_INPUT DATA_:

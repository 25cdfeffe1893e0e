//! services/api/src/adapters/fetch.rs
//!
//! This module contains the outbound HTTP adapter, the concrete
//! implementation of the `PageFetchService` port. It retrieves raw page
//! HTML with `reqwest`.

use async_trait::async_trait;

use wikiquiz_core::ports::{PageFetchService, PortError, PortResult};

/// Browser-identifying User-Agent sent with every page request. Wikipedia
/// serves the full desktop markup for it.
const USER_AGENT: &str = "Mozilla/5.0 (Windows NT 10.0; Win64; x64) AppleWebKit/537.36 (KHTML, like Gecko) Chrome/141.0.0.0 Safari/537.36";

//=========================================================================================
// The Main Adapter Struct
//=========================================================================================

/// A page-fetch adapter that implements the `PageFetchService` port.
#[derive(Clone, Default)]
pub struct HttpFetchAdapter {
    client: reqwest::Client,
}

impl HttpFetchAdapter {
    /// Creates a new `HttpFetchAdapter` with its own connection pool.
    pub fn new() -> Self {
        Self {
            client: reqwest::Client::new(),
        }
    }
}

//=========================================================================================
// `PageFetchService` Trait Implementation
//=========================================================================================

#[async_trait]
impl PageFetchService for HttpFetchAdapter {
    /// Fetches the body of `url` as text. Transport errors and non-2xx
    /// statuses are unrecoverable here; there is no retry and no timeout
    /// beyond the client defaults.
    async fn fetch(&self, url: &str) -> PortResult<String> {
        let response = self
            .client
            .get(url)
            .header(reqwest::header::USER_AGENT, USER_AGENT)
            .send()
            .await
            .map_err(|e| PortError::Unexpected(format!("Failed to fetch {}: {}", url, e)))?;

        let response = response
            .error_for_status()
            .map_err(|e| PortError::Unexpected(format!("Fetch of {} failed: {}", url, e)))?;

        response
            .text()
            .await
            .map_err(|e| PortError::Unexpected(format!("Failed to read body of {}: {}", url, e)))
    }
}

_TASK OBJECTIVE_:
Every line of the material above that has the string "PageFetchService" needs pulling out.

_ANSWER SPACE_:
//! implementation of the `PageFetchService` port. It retrieves raw page
use wikiquiz_core::ports::{PageFetchService, PortError, PortResult};
/// A page-fetch adapter that implements the `PageFetchService` port.
// `PageFetchService` Trait Implementation
impl PageFetchService for HttpFetchAdapter {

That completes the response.